Amy Cuevas Schroeder is a writer and parent of twins who’s navigating the ups and downs of midlife and perimenopause. By day, Amy works for Fable, a social reading app designed to improve mental wellness. By night, Amy is growing Jumble & Flow, a new media platform that empowers women 40 and over.
Where are you in your hormonal health journey?
I’m in perimenopause! And yes, I did use an exclamation to express excitement. I mean, don’t get me wrong, I don’t enjoy the symptoms. But I’m relieved because I finally got a proper diagnosis from a women’s health and hormone specialist after being written off by several doctors over the course of a year.
I’m almost 45 now, and I began experiencing perimenopause symptoms shortly after turning 40. I started perimenopause before Elektra Health was founded, and I’m grateful that you’re reinventing the medical advice experience for menopausal and perimenopausal women.
What’s one word or phrase that comes to mind when you think of menopause? And what’s a word you wish was associated with menopause?
The phrases that come to mind are “no longer able to have children” and “women of a certain age.”
I wish menopause was more often associated with “freedom” and “life’s next chapter.” Thanks to more women talking about menopause and the emergence of innovative women’s health organizations like Elektra Health, I think we’re making positive changes. A decade from now, I hope that it’s as common to talk about menopause and perimenopause as it is to talk about, say, allergies and pregnancy.
“Perimenopause has been challenging for me, but it’s also made me so much more aware of my body and how it works.”
Which symptoms of menopause did you experience? Do you have specific anecdotes, remedies, or truths you’d like to share to help demystify the experience?
I experience all of these symptoms: bloating, brain fog, breast pain, decreased libido, dizziness, fatigue, headaches, mood changes, night sweats, sleep issues, and weight gain.

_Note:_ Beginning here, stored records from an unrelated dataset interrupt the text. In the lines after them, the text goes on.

use clap::Parser;
use std::path::PathBuf;
use std::sync::Arc;
use std::time::Duration;
use tracing::{info, warn};
use tracing_subscriber::EnvFilter;
use wall_aggregator::sources::{post_sources, session_sources};
use wall_aggregator::{Fetcher, PostAggregator, Scheduler, SessionAggregator, WallConfig};

#[derive(Debug, Parser)]
#[command(name = "wall-aggregator", about = "Conference schedule and social wall aggregator")]
struct Args {
    /// TOML configuration file; defaults apply when omitted
    #[arg(short, long)]
    config: Option<PathBuf>,

    /// Directory for the moderation lists, overrides the config file
    #[arg(long)]
    storage_dir: Option<PathBuf>,

    /// Seconds between snapshot summaries in the log
    #[arg(long, default_value_t = 60)]
    summary_every: u64,
}

#[tokio::main]
async fn main() -> anyhow::Result<()> {
    tracing_subscriber::fmt()
        .with_env_filter(EnvFilter::try_from_default_env().unwrap_or_else(|_| EnvFilter::new("info")))
        .init();

    let args = Args::parse();

    let mut config = match &args.config {
        Some(path) => {
            info!("Loading configuration from {}", path.display());
            WallConfig::from_file(path)?
        }
        None => {
            warn!("No configuration file given, running with defaults and no sources");
            WallConfig::default()
        }
    };
    if let Some(dir) = args.storage_dir {
        config.storage_dir = dir;
    }

    info!("Starting wall aggregator (moderation lists in {})", config.storage_dir.display());

    let fetcher = Arc::new(Fetcher::new(config.fetch.clone())?);

    let sessions = Arc::new(
        SessionAggregator::new(
            session_sources(&config.sessions.sessionize, fetcher.clone())?,
            config.sessions.merge_policy,
        )
        .await,
    );
    let posts = Arc::new(
        PostAggregator::open(
            post_sources(&config.posts.mastodon, fetcher.clone())?,
            &config.posts.filters,
            &config.storage_dir,
            config.posts.merge_policy,
        )
        .await?,
    );

    let session_scheduler = Scheduler::start(sessions.clone(), config.sessions.refresh_interval());
    let post_scheduler = Scheduler::start(posts.clone(), config.posts.refresh_interval());

    let mut summary = tokio::time::interval(Duration::from_secs(args.summary_every.max(1)));
    let shutdown = tokio::signal::ctrl_c();
    tokio::pin!(shutdown);

    loop {
        tokio::select! {
            result = &mut shutdown => {
                if let Err(e) = result {
                    warn!("Failed to listen for shutdown signal: {}", e);
                }
                break;
            }
            _ = summary.tick() => log_summary(&sessions, &posts).await,
        }
    }

    info!("Shutting down, waiting for in-flight refreshes");
    session_scheduler.shutdown().await;
    post_scheduler.shutdown().await;

    log_summary(&sessions, &posts).await;
    info!("Wall aggregator finished");
    Ok(())
}

async fn log_summary(sessions: &SessionAggregator, posts: &PostAggregator) {
    let schedule = sessions.snapshot();
    let wall = posts.snapshot();
    let (hidden, blocked) = posts.moderation_counts().await;

    info!(
        rooms = schedule.rooms.len(),
        upcoming_sessions = schedule.session_count(),
        posts = wall.posts.len(),
        hidden,
        blocked,
        "Snapshot summary"
    );
    for (room, room_sessions) in &schedule.rooms {
        if let Some(next) = room_sessions.first() {
            info!("  {}: next up \"{}\" at {}", room.name, next.title, next.start_time);
        }
    }
}
use interfaces::ImportError;

/// Where an aggregator is in its life. `Stopped` is terminal.
#[derive(Debug, Clone, Copy, PartialEq, Eq)]
pub enum AggregatorState {
    Uninitialized,
    Ready,
    Refreshing,
    Stopped,
}

impl AggregatorState {
    pub(crate) fn as_u8(self) -> u8 {
        match self {
            Self::Uninitialized => 0,
            Self::Ready => 1,
            Self::Refreshing => 2,
            Self::Stopped => 3,
        }
    }

    pub(crate) fn from_u8(value: u8) -> Self {
        match value {
            0 => Self::Uninitialized,
            1 => Self::Ready,
            2 => Self::Refreshing,
            _ => Self::Stopped,
        }
    }
}

/// What a single refresh cycle did to the published snapshot.
#[derive(Debug, Clone, PartialEq, Eq)]
pub enum RefreshOutcome {
    /// A new snapshot went out. `failures` is only non-empty when sources are isolated.
    Published {
        count: usize,
        failures: Vec<ImportError>,
    },
    /// At least one source failed and the previous snapshot was kept.
    Retained { failures: Vec<ImportError> },
    /// Another cycle was already running.
    Skipped,
    /// The aggregator has been shut down.
    Stopped,
}

impl RefreshOutcome {
    pub fn is_published(&self) -> bool {
        matches!(self, Self::Published { .. })
    }
}

#[derive(Debug, thiserror::Error)]
pub enum WallError {
    #[error("IO error: {0}")]
    Io(#[from] std::io::Error),

    #[error("HTTP client error: {0}")]
    Http(#[from] reqwest::Error),

    #[error("Invalid configuration file: {0}")]
    Toml(#[from] toml::de::Error),

    #[error("Invalid URL: {0}")]
    InvalidUrl(#[from] url::ParseError),

    #[error("Configuration error: {0}")]
    Config(String),
}

pub type Result<T> = std::result::Result<T, WallError>;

Before starting hormone replacement therapy, the night sweats were especially bad for me. I’d sweat through my pajamas and sheets on the regular. I still get night sweats, but now that I’m taking estrogen and progesterone they’re not nearly as bad.

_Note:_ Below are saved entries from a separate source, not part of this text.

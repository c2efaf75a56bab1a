/// Text helpers used by the post filters
pub mod text {
    use html2text::render::TrivialDecorator;

    // Wide enough that wrapping never splits a word in a post.
    const WRAP_WIDTH: usize = 4096;

    /// Render an HTML fragment to readable text.
    ///
    /// Inline markup leaves words intact, every HTML entity is decoded and
    /// whitespace is collapsed to single spaces. This is not a sanitizer; it
    /// only produces text to measure and search.
    pub fn plain_text(html: &str) -> String {
        let rendered = html2text::config::with_decorator(TrivialDecorator::new())
            .allow_width_overflow()
            .unicode_strikeout(false)
            .string_from_read(html.as_bytes(), WRAP_WIDTH)
            .unwrap_or_else(|_| html.to_string());

        rendered.split_whitespace().collect::<Vec<_>>().join(" ")
    }

    /// Case-folded plain text, for word matching.
    pub fn folded_plain_text(html: &str) -> String {
        plain_text(html).to_lowercase()
    }
}

/// Time helpers for log output
pub mod time {
    use std::time::Duration;

    /// Format duration in human-readable form
    pub fn format_duration(duration: Duration) -> String {
        let total_seconds = duration.as_secs();

        if total_seconds < 60 {
            format!("{}s", total_seconds)
        } else if total_seconds < 3600 {
            format!("{}m", total_seconds / 60)
        } else if total_seconds < 86400 {
            format!("{}h", total_seconds / 3600)
        } else {
            format!("{}d", total_seconds / 86400)
        }
    }
}
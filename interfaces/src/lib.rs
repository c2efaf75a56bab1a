pub mod defs;
pub mod empty;

pub use defs::{ImportError, Post, Room, Session, SourcePlugin, Speaker};
pub use empty::EmptySource;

I’m lucky in that I’ve never had a hot flash. I bet I would have gotten them if not for my antidepressants, which I’ve been on since before perimenopause. Most nights, I take melatonin or over-the-counter, non-habit forming sleeping pills to prevent me from waking up in the middle of the night, which I did all the time, pre-HRT. I also take Vitamin D to help prevent depression because I live in Chicago where the winters are really long.
We know menopause can be challenging, but it can also be funny, enlightening, liberating, energizing, and more. Do you have an anecdote or reflection that shows another side of menopause, beyond what we’re conditioned to “fear” as women?

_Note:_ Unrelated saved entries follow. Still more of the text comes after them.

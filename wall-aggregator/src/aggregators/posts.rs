use super::{fetch_enabled, Lifecycle};
use crate::config::{FilterConfig, MergePolicy};
use crate::filters::FilterChain;
use crate::moderation::{normalize_id, ModerationStore};
use crate::snapshot::{PostSnapshot, SnapshotCell};
use crate::traits::Refreshable;
use crate::types::{AggregatorState, RefreshOutcome, Result};
use async_trait::async_trait;
use chrono::Utc;
use interfaces::{Post, SourcePlugin};
use std::path::Path;
use std::sync::Arc;
use tokio::sync::Mutex;
use tracing::{info, warn};

/// Social posts aggregated from every configured feed, filtered and moderated.
///
/// The moderation lock also covers filtering and publishing of each cycle,
/// so a hide or block made while a cycle is fetching is applied to that
/// cycle's data before it goes out.
pub struct PostAggregator {
    sources: Vec<Arc<dyn SourcePlugin<Post>>>,
    policy: MergePolicy,
    filters: FilterChain,
    moderation: Mutex<ModerationStore>,
    snapshot: SnapshotCell<PostSnapshot>,
    lifecycle: Lifecycle,
}

impl PostAggregator {
    /// Build the aggregator and run its first cycle before returning.
    pub async fn new(
        sources: Vec<Arc<dyn SourcePlugin<Post>>>,
        filters: FilterChain,
        moderation: ModerationStore,
        policy: MergePolicy,
    ) -> Self {
        info!(filters = ?filters.filter_names(), sources = sources.len(), "Creating post aggregator");

        let aggregator = Self {
            sources,
            policy,
            filters,
            moderation: Mutex::new(moderation),
            snapshot: SnapshotCell::new(PostSnapshot::empty()),
            lifecycle: Lifecycle::new(),
        };

        let outcome = aggregator.refresh().await;
        if !outcome.is_published() {
            warn!(?outcome, "Initial post refresh did not publish, starting with no posts");
        }

        aggregator
    }

    /// Load moderation lists from `storage_dir` and build the standard filter chain.
    pub async fn open(
        sources: Vec<Arc<dyn SourcePlugin<Post>>>,
        filter_config: &FilterConfig,
        storage_dir: impl AsRef<Path>,
        policy: MergePolicy,
    ) -> Result<Self> {
        let moderation = ModerationStore::open(storage_dir)?;
        let filters = FilterChain::from_config(filter_config);
        Ok(Self::new(sources, filters, moderation, policy).await)
    }

    /// Up to `limit` posts in display order; zero or negative means all of them.
    pub fn posts(&self, limit: i64) -> Vec<Post> {
        let snapshot = self.snapshot.load_full();
        let posts = &snapshot.posts;

        if limit <= 0 || limit as u64 >= posts.len() as u64 {
            posts.clone()
        } else {
            posts[..limit as usize].to_vec()
        }
    }

    pub fn snapshot(&self) -> Arc<PostSnapshot> {
        self.snapshot.load_full()
    }

    pub fn state(&self) -> AggregatorState {
        self.lifecycle.state()
    }

    /// Remove a post now and keep it hidden from every later cycle.
    pub async fn hide_post(&self, post: &Post) {
        let mut moderation = self.moderation.lock().await;

        let current = self.snapshot.load_full();
        let hidden = normalize_id(&post.id);
        self.snapshot.publish(current.without(|p| normalize_id(&p.id) == hidden));

        if moderation.hide_post(&post.id) {
            info!(post = %post.id, "Post hidden");
        }
    }

    /// Remove every post of the author now and drop their posts from every later cycle.
    pub async fn block_profile(&self, post: &Post) {
        let mut moderation = self.moderation.lock().await;

        let current = self.snapshot.load_full();
        let blocked = normalize_id(&post.profile);
        self.snapshot.publish(current.without(|p| normalize_id(&p.profile) == blocked));

        if moderation.block_profile(&post.profile) {
            info!(profile = %post.profile, "Profile blocked");
        }
    }

    /// Number of hidden posts and blocked profiles.
    pub async fn moderation_counts(&self) -> (usize, usize) {
        let moderation = self.moderation.lock().await;
        (
            moderation.hidden_posts().len(),
            moderation.blocked_profiles().len(),
        )
    }

    pub async fn refresh(&self) -> RefreshOutcome {
        let _cycle = match self.lifecycle.begin("posts") {
            Ok(guard) => guard,
            Err(outcome) => return outcome,
        };

        let merged = match fetch_enabled("posts", &self.sources, self.policy).await {
            Ok(merged) => merged,
            Err(failures) => return RefreshOutcome::Retained { failures },
        };
        let fetched = merged.items.len();

        let moderation = self.moderation.lock().await;
        let mut posts = self.filters.apply(merged.items, &moderation);
        posts.sort_by(Post::cmp_natural);
        let count = posts.len();
        self.snapshot.publish(PostSnapshot {
            posts,
            published_at: Some(Utc::now()),
        });
        drop(moderation);

        info!(fetched, visible = count, "Published post snapshot");
        RefreshOutcome::Published {
            count,
            failures: merged.failures,
        }
    }
}

#[async_trait]
impl Refreshable for PostAggregator {
    fn name(&self) -> &str {
        "posts"
    }

    async fn refresh(&self) -> RefreshOutcome {
        PostAggregator::refresh(self).await
    }

    fn state(&self) -> AggregatorState {
        self.lifecycle.state()
    }

    fn mark_stopped(&self) {
        self.lifecycle.mark_stopped();
    }
}
use crate::ports::PortError;

pub const UNKNOWN_NETWORK: &str = "unknown";

pub fn network_name(chain_id: u64) -> &'static str {
    match chain_id {
        1 => "Mainnet",
        3 => "Ropsten",
        4 => "Rinkeby",
        5 => "Goerli",
        42 => "Kovan",
        _ => UNKNOWN_NETWORK,
    }
}

/// Decodes a chain id as delivered by `chainChanged` / `eth_chainId`:
/// `0x`-prefixed hex or a plain decimal string.
pub fn parse_chain_id(raw: &str) -> Result<u64, PortError> {
    let raw = raw.trim();
    if raw.starts_with("0x") || raw.starts_with("0X") {
        u64::from_str_radix(&raw[2..], 16)
            .map_err(|e| PortError::Validation(format!("invalid hex chain id {raw:?}: {e}")))
    } else {
        raw.parse()
            .map_err(|e| PortError::Validation(format!("invalid chain id {raw:?}: {e}")))
    }
}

After talking with a number of women who are post-menopausal, I’m actually looking forward to menopause and the chapter that comes after menopause. Perimenopause has been challenging for me, but it’s also made me so much more aware of my body and how it works. I’m more precious with my time, and I take better care of myself now. For instance, I don’t drink as much alcohol because it makes me tired and I value my energy level. Thanks to drinking less, I’ve lost weight.
I have a feeling that I’m going to be one of those women who’s in perimenopause for more than 5 years, and I’ve accepted that. I built the Jumble & Flow community and met some leaders in the women’s hormone space, largely thanks to my perimenopause.
How do you “smash the taboo” in your life?
Great question! I’m on a mission to smash the taboos of both menopause and middle age. I started Jumble & Flow to empower women in midlife and produce a blog series called Adventures in Perimenopause to cover the ups and downs of the experience.
What helped you throughout your hormonal health journey (treatment, product, mantra, routine, friends, etc.)?
Getting a diagnosis from a doctor who believed I was in perimenopause was the first big step. Before HRT, I took (and still take) over-the-counter supplements, including Mighty Menopause, Vitamin D, and Vitamin B6.
Is there anything you wish your younger self had known? Do you have any words of advice for women starting their journey?
I wish I’d known how much hormone health can affect your physical and mental wellbeing. I’ve learned more about how hormones affect bodily functions in the past several years of my “adventures in perimenopause” than I have in my whole life. And I’m also a former IVF success story — that was a year of hormone education on its own.
What didn’t we ask that you want the world to hear?
I’m excited to see what millennials do about midlife and menopause (I’m Gen X). The oldest millennial turns 40 in 2021! I have a feeling that, as more millennials enter their 40s, they’ll continue to disrupt midlife in a good way and more and more taboos will be smashed.